The hearing officer was right when she noted that the letter from the Commission to Dr. C was imprecise in its direction and request to Dr. C by asking for a response to Dr. S’s criticism, when the issue at hand was the L3-4 disc condition. However, the hearing officer sought to address the problem with Dr. C’s IR by adopting Dr. S’s report in accordance with Section 408.122(c). The hearing officer erred in doing this because an IR adopted by the Commission must be based upon the AMA Guides. Section 408.124. The Appeals Panel has considered, and rejected, the argument that it is appropriate to rate each disc (rather than the regional spinal impairment) under Table 49 of the AMA Guides, as Dr. S has done. See Texas Workers’ Compensation Commission Appeal No. 941308, decided November 9, 1994; and Texas Workers’ Compensation Commission Appeal No. 92570, decided December 14, 1992. The only “extra disc” increment allowed in Table 49 is for additional operative levels and/or subsequent surgeries–and none of these increments amounts to an additional seven percent that was part of Dr. S’s assigned the IR for the L3-4 level reiterated in his June 26, 2000, letter. Consequently, although the hearing officer may have been correct in not according presumptive weight to the unamended report of Dr. C, she erred in adopting the report of Dr. S, because it was not in accordance with the AMA Guides.

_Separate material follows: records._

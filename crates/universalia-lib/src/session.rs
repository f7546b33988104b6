//! Translator session — the state behind the UI.
//!
//! Holds input text, direction, loading/speaking flags, and the last result or
//! error in a `watch` channel so any front end can render snapshots or
//! subscribe to changes.
//!
//! Guards live here, not in the client:
//! - one translation in flight (`Busy` otherwise),
//! - one speech request per cool-down window,
//! - an epoch counter bumped by [`TranslatorSession::swap_direction`]; a
//!   translation that completes under an older epoch is discarded (`Stale`).
//!
//! Translation failures are visible (localized message in `error`). Speech
//! failures are logged and swallowed; `speaking` resets after the cool-down
//! either way.

use std::sync::Arc;
use std::sync::atomic::{AtomicU64, Ordering};
use std::time::Duration;

use serde::Serialize;
use tokio::sync::watch;
use tracing::{debug, info, warn};

use universalia_core::audio::{self, AudioBuffer};
use universalia_core::rules::UNIVERSALIA_RULES;
use universalia_core::types::{
    RuleDescriptor, SpeechRequest, TranslationDirection, TranslationRequest, TranslationResult,
};

use crate::client::LanguageService;
use crate::error::SessionError;
use crate::playback::{AudioOutput, play_detached};

/// How long the speaking indicator stays on after a speech request settles.
pub const SPEAKING_COOLDOWN: Duration = Duration::from_secs(2);

/// Observable session state.
#[derive(Debug, Clone, Default, PartialEq, Serialize)]
#[serde(rename_all = "camelCase")]
pub struct SessionState {
    pub input: String,
    pub direction: TranslationDirection,
    pub loading: bool,
    pub speaking: bool,
    pub result: Option<TranslationResult>,
    /// Localized, user-facing failure text.
    pub error: Option<String>,
}

/// Cloneable handle to one user's translator session.
pub struct TranslatorSession<S, O> {
    service: Arc<S>,
    output: Arc<O>,
    state_tx: watch::Sender<SessionState>,
    epoch: Arc<AtomicU64>,
    cooldown: Duration,
}

impl<S, O> Clone for TranslatorSession<S, O> {
    fn clone(&self) -> Self {
        Self {
            service: self.service.clone(),
            output: self.output.clone(),
            state_tx: self.state_tx.clone(),
            epoch: self.epoch.clone(),
            cooldown: self.cooldown,
        }
    }
}

impl<S: LanguageService + 'static, O: AudioOutput> TranslatorSession<S, O> {
    pub fn new(service: S, output: O) -> Self {
        Self::with_cooldown(service, output, SPEAKING_COOLDOWN)
    }

    pub fn with_cooldown(service: S, output: O, cooldown: Duration) -> Self {
        let (state_tx, _) = watch::channel(SessionState::default());
        Self {
            service: Arc::new(service),
            output: Arc::new(output),
            state_tx,
            epoch: Arc::new(AtomicU64::new(0)),
            cooldown,
        }
    }

    /// Current state snapshot.
    pub fn state(&self) -> SessionState {
        self.state_tx.borrow().clone()
    }

    pub fn rules(&self) -> &'static [RuleDescriptor] {
        UNIVERSALIA_RULES
    }

    pub fn set_input(&self, text: impl Into<String>) {
        let text = text.into();
        self.state_tx.send_modify(|s| s.input = text);
    }

    /// Toggle direction and clear input, result, and error. Any translation
    /// still in flight will be discarded when it returns.
    pub fn swap_direction(&self) -> TranslationDirection {
        let mut direction = TranslationDirection::default();
        self.state_tx.send_modify(|s| {
            self.epoch.fetch_add(1, Ordering::SeqCst);
            s.direction = s.direction.toggled();
            s.input.clear();
            s.result = None;
            s.error = None;
            s.loading = false;
            direction = s.direction;
        });
        debug!("session: direction now {:?}", direction);
        direction
    }

    /// Translate the current input in the current direction.
    ///
    /// On success the result replaces any previous one. On failure any stale
    /// result is cleared and a localized message is stored.
    pub async fn translate(&self) -> Result<TranslationResult, SessionError> {
        let mut start: Result<(TranslationRequest, u64), SessionError> = Err(SessionError::Busy);
        self.state_tx.send_if_modified(|s| {
            if s.loading {
                start = Err(SessionError::Busy);
                return false;
            }
            let Ok(request) = TranslationRequest::new(s.input.clone(), s.direction) else {
                start = Err(SessionError::EmptyInput);
                return false;
            };
            s.loading = true;
            s.result = None;
            s.error = None;
            start = Ok((request, self.epoch.load(Ordering::SeqCst)));
            true
        });
        let (request, epoch) = start?;
        let mut guard = LoadingGuard {
            state_tx: self.state_tx.clone(),
            epoch: self.epoch.clone(),
            owner: epoch,
            armed: true,
        };

        info!(
            "session: translating {} chars ({:?})",
            request.source_text().chars().count(),
            request.direction()
        );

        let outcome = self
            .service
            .translate(request.source_text(), request.direction())
            .await;
        guard.armed = false;

        let mut stale = false;
        self.state_tx.send_if_modified(|s| {
            if self.epoch.load(Ordering::SeqCst) != epoch {
                stale = true;
                return false;
            }
            s.loading = false;
            match &outcome {
                Ok(result) => s.result = Some(result.clone()),
                Err(e) => {
                    s.result = None;
                    s.error = Some(e.user_message().to_string());
                }
            }
            true
        });

        if stale {
            debug!("session: discarding translation from epoch {epoch}");
            return Err(SessionError::Stale);
        }

        outcome.map_err(|e| {
            warn!("session: translation failed: {e}");
            SessionError::Service(e)
        })
    }

    /// Pronounce the Universalia side of the current result.
    ///
    /// Returns whether audio was handed to the output. Service and decode
    /// failures are logged and reported as `Ok(false)`.
    pub async fn speak(&self) -> Result<bool, SessionError> {
        let mut start: Result<SpeechRequest, SessionError> = Err(SessionError::NoResult);
        self.state_tx.send_if_modified(|s| {
            if s.speaking {
                start = Err(SessionError::Busy);
                return false;
            }
            let Some(result) = &s.result else {
                start = Err(SessionError::NoResult);
                return false;
            };
            let text = match s.direction {
                TranslationDirection::CnToUni => result.translated.clone(),
                TranslationDirection::UniToCn => s.input.clone(),
            };
            let Ok(request) = SpeechRequest::new(text) else {
                start = Err(SessionError::NoResult);
                return false;
            };
            s.speaking = true;
            start = Ok(request);
            true
        });
        let request = start?;
        let _cooldown = CooldownGuard {
            state_tx: self.state_tx.clone(),
            cooldown: self.cooldown,
        };

        let played = match self.fetch_audio(request.text()).await {
            Some(buffer) => {
                // Playback outlives the request; its errors are logged on the blocking pool.
                drop(play_detached(self.output.clone(), buffer));
                true
            }
            None => false,
        };

        Ok(played)
    }

    /// Synthesize `text` and frame it as WAV for a browser to play.
    pub async fn speech_wav(&self, text: &str) -> Result<Vec<u8>, SessionError> {
        let request = SpeechRequest::new(text).map_err(|_| SessionError::EmptyInput)?;
        let pcm = self
            .service
            .synthesize_speech(request.text())
            .await
            .map_err(|e| {
                warn!("session: speech failed: {e}");
                SessionError::Speech(e)
            })?;
        Ok(audio::pcm_to_wav(&pcm, audio::SAMPLE_RATE, audio::CHANNELS)?)
    }

    async fn fetch_audio(&self, text: &str) -> Option<AudioBuffer> {
        let pcm = match self.service.synthesize_speech(text).await {
            Ok(pcm) => pcm,
            Err(e) => {
                warn!("session: speech failed: {e}");
                return None;
            }
        };
        match audio::decode_default(&pcm) {
            Ok(buffer) => Some(buffer),
            Err(e) => {
                warn!("session: {e}");
                None
            }
        }
    }
}

/// Clears `loading` if the translation future is dropped before it settles.
/// A swap hands the flag to a newer epoch, which this guard then leaves alone.
struct LoadingGuard {
    state_tx: watch::Sender<SessionState>,
    epoch: Arc<AtomicU64>,
    owner: u64,
    armed: bool,
}

impl Drop for LoadingGuard {
    fn drop(&mut self) {
        if !self.armed {
            return;
        }
        let released = self.state_tx.send_if_modified(|s| {
            if !s.loading || self.epoch.load(Ordering::SeqCst) != self.owner {
                return false;
            }
            s.loading = false;
            true
        });
        if released {
            debug!("session: translation from epoch {} cancelled", self.owner);
        }
    }
}

/// Schedules the `speaking` reset when a speech request ends, cancelled or not.
struct CooldownGuard {
    state_tx: watch::Sender<SessionState>,
    cooldown: Duration,
}

impl Drop for CooldownGuard {
    fn drop(&mut self) {
        let state_tx = self.state_tx.clone();
        let cooldown = self.cooldown;
        match tokio::runtime::Handle::try_current() {
            Ok(handle) => {
                handle.spawn(async move {
                    tokio::time::sleep(cooldown).await;
                    state_tx.send_modify(|s| s.speaking = false);
                });
            }
            // No runtime to wait on; release immediately.
            Err(_) => state_tx.send_modify(|s| s.speaking = false),
        }
    }
}
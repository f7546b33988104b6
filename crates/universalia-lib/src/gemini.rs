//! Gemini `generateContent` wire types.
//!
//! Only the subset the translator sends and reads: text parts, inline audio,
//! a system instruction, JSON-schema output, and a prebuilt TTS voice.

use serde::{Deserialize, Serialize};

// ─── Request ───────────────────────────────────────────────────────────────

#[derive(Clone, Debug, Serialize)]
#[serde(rename_all = "camelCase")]
pub struct GenerateContentRequest {
    pub contents: Vec<Content>,
    #[serde(skip_serializing_if = "Option::is_none")]
    pub system_instruction: Option<Content>,
    pub generation_config: GenerationConfig,
}

/// A content turn. `role` is omitted for system instructions.
#[derive(Clone, Debug, Serialize, Deserialize)]
pub struct Content {
    #[serde(skip_serializing_if = "Option::is_none")]
    pub role: Option<String>,
    #[serde(default)]
    pub parts: Vec<Part>,
}

impl Content {
    pub fn user_text(text: impl Into<String>) -> Self {
        Self {
            role: Some("user".into()),
            parts: vec![Part::text(text)],
        }
    }

    pub fn system_text(text: impl Into<String>) -> Self {
        Self {
            role: None,
            parts: vec![Part::text(text)],
        }
    }
}

/// A content part: text or inline binary data. Unknown part kinds parse with
/// both fields empty and are skipped.
#[derive(Clone, Debug, Default, Serialize, Deserialize)]
#[serde(rename_all = "camelCase")]
pub struct Part {
    #[serde(skip_serializing_if = "Option::is_none")]
    pub text: Option<String>,
    #[serde(skip_serializing_if = "Option::is_none")]
    pub inline_data: Option<InlineData>,
}

impl Part {
    pub fn text(text: impl Into<String>) -> Self {
        Self {
            text: Some(text.into()),
            inline_data: None,
        }
    }
}

#[derive(Clone, Debug, Serialize, Deserialize)]
#[serde(rename_all = "camelCase")]
pub struct InlineData {
    #[serde(default)]
    pub mime_type: String,
    /// Base64-encoded payload.
    pub data: String,
}

#[derive(Clone, Debug, Default, Serialize)]
#[serde(rename_all = "camelCase")]
pub struct GenerationConfig {
    #[serde(skip_serializing_if = "Option::is_none")]
    pub response_mime_type: Option<String>,
    #[serde(skip_serializing_if = "Option::is_none")]
    pub response_schema: Option<serde_json::Value>,
    #[serde(skip_serializing_if = "Option::is_none")]
    pub response_modalities: Option<Vec<Modality>>,
    #[serde(skip_serializing_if = "Option::is_none")]
    pub speech_config: Option<SpeechConfig>,
}

#[derive(Clone, Copy, Debug, PartialEq, Eq, Serialize)]
#[serde(rename_all = "UPPERCASE")]
pub enum Modality {
    Audio,
}

#[derive(Clone, Debug, Serialize)]
#[serde(rename_all = "camelCase")]
pub struct SpeechConfig {
    pub voice_config: VoiceConfig,
}

#[derive(Clone, Debug, Serialize)]
#[serde(rename_all = "camelCase")]
pub struct VoiceConfig {
    pub prebuilt_voice_config: PrebuiltVoiceConfig,
}

#[derive(Clone, Debug, Serialize)]
#[serde(rename_all = "camelCase")]
pub struct PrebuiltVoiceConfig {
    pub voice_name: String,
}

impl SpeechConfig {
    pub fn prebuilt(voice: impl Into<String>) -> Self {
        Self {
            voice_config: VoiceConfig {
                prebuilt_voice_config: PrebuiltVoiceConfig {
                    voice_name: voice.into(),
                },
            },
        }
    }
}

/// Output schema for a translation: four required fields.
pub fn translation_schema() -> serde_json::Value {
    serde_json::json!({
        "type": "OBJECT",
        "properties": {
            "translated": { "type": "STRING" },
            "ipa": { "type": "STRING" },
            "morphologyBreakdown": {
                "type": "ARRAY",
                "items": { "type": "STRING" }
            },
            "grammarNotes": { "type": "STRING" }
        },
        "required": ["translated", "ipa", "morphologyBreakdown", "grammarNotes"]
    })
}

// ─── Response ──────────────────────────────────────────────────────────────

#[derive(Clone, Debug, Default, Deserialize)]
#[serde(rename_all = "camelCase")]
pub struct GenerateContentResponse {
    #[serde(default)]
    pub candidates: Vec<Candidate>,
}

#[derive(Clone, Debug, Deserialize)]
#[serde(rename_all = "camelCase")]
pub struct Candidate {
    pub content: Option<Content>,
}

impl GenerateContentResponse {
    /// Concatenated text parts of the first candidate, if any.
    pub fn first_text(&self) -> Option<String> {
        let content = self.candidates.first()?.content.as_ref()?;
        let text: String = content
            .parts
            .iter()
            .filter_map(|p| p.text.as_deref())
            .collect();
        (!text.is_empty()).then_some(text)
    }

    /// First inline data part of the first candidate, if any.
    pub fn first_inline_data(&self) -> Option<&InlineData> {
        self.candidates
            .first()?
            .content
            .as_ref()?
            .parts
            .iter()
            .find_map(|p| p.inline_data.as_ref())
            .filter(|d| !d.data.is_empty())
    }
}

#[cfg(test)]
mod tests {
    use super::*;

    #[test]
    fn translation_request_shape() {
        let req = GenerateContentRequest {
            contents: vec![Content::user_text("Direction: x")],
            system_instruction: Some(Content::system_text("rules")),
            generation_config: GenerationConfig {
                response_mime_type: Some("application/json".into()),
                response_schema: Some(translation_schema()),
                ..Default::default()
            },
        };
        let json = serde_json::to_value(&req).unwrap();
        assert_eq!(json["contents"][0]["role"], "user");
        assert_eq!(json["systemInstruction"]["parts"][0]["text"], "rules");
        assert!(json["systemInstruction"].get("role").is_none());
        assert_eq!(json["generationConfig"]["responseMimeType"], "application/json");
        assert_eq!(
            json["generationConfig"]["responseSchema"]["properties"]["morphologyBreakdown"]["items"]["type"],
            "STRING"
        );
        assert!(json["generationConfig"].get("speechConfig").is_none());
    }

    #[test]
    fn speech_request_shape() {
        let config = GenerationConfig {
            response_modalities: Some(vec![Modality::Audio]),
            speech_config: Some(SpeechConfig::prebuilt("Kore")),
            ..Default::default()
        };
        let json = serde_json::to_value(&config).unwrap();
        assert_eq!(json["responseModalities"][0], "AUDIO");
        assert_eq!(
            json["speechConfig"]["voiceConfig"]["prebuiltVoiceConfig"]["voiceName"],
            "Kore"
        );
    }

    #[test]
    fn schema_requires_all_four_fields() {
        let schema = translation_schema();
        let required: Vec<&str> = schema["required"]
            .as_array()
            .unwrap()
            .iter()
            .map(|v| v.as_str().unwrap())
            .collect();
        assert_eq!(required, ["translated", "ipa", "morphologyBreakdown", "grammarNotes"]);
    }

    #[test]
    fn first_text_joins_parts() {
        let resp: GenerateContentResponse = serde_json::from_value(serde_json::json!({
            "candidates": [{
                "content": { "role": "model", "parts": [{ "text": "{\"a\":" }, { "text": "1}" }] },
                "finishReason": "STOP"
            }]
        }))
        .unwrap();
        assert_eq!(resp.first_text().as_deref(), Some("{\"a\":1}"));
    }

    #[test]
    fn first_inline_data_skips_text_parts() {
        let resp: GenerateContentResponse = serde_json::from_value(serde_json::json!({
            "candidates": [{
                "content": { "parts": [
                    { "text": "here you go" },
                    { "inlineData": { "mimeType": "audio/L16;codec=pcm;rate=24000", "data": "AAA=" } }
                ] }
            }]
        }))
        .unwrap();
        assert_eq!(resp.first_inline_data().unwrap().data, "AAA=");
    }

    #[test]
    fn empty_candidates_yield_nothing() {
        let resp: GenerateContentResponse = serde_json::from_str("{}").unwrap();
        assert!(resp.first_text().is_none());
        assert!(resp.first_inline_data().is_none());
    }
}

We accordingly reverse and remand the case for additional development of the evidence, which should include a reexamination of the claimant by Dr. C, to take into account the effects of the second surgery which was under active consideration at the time MMI was originally certified. After this is done, the hearing officer must reconsider the evidence in light of applicable statutes and render a decision.
Pending resolution of the remand, a final decision has not been made in this case. However, since reversal and remand necessitate the issuance of a new decision and order by the hearing officer, a party who wishes to appeal from such new decision must file a request for review not later than 15 days after the date on which such new decision is received from the Commission’s Division of Hearings, pursuant to Section 410.202. See Texas Workers’ Compensation Commission Appeal No. 92642, decided January 20, 1993.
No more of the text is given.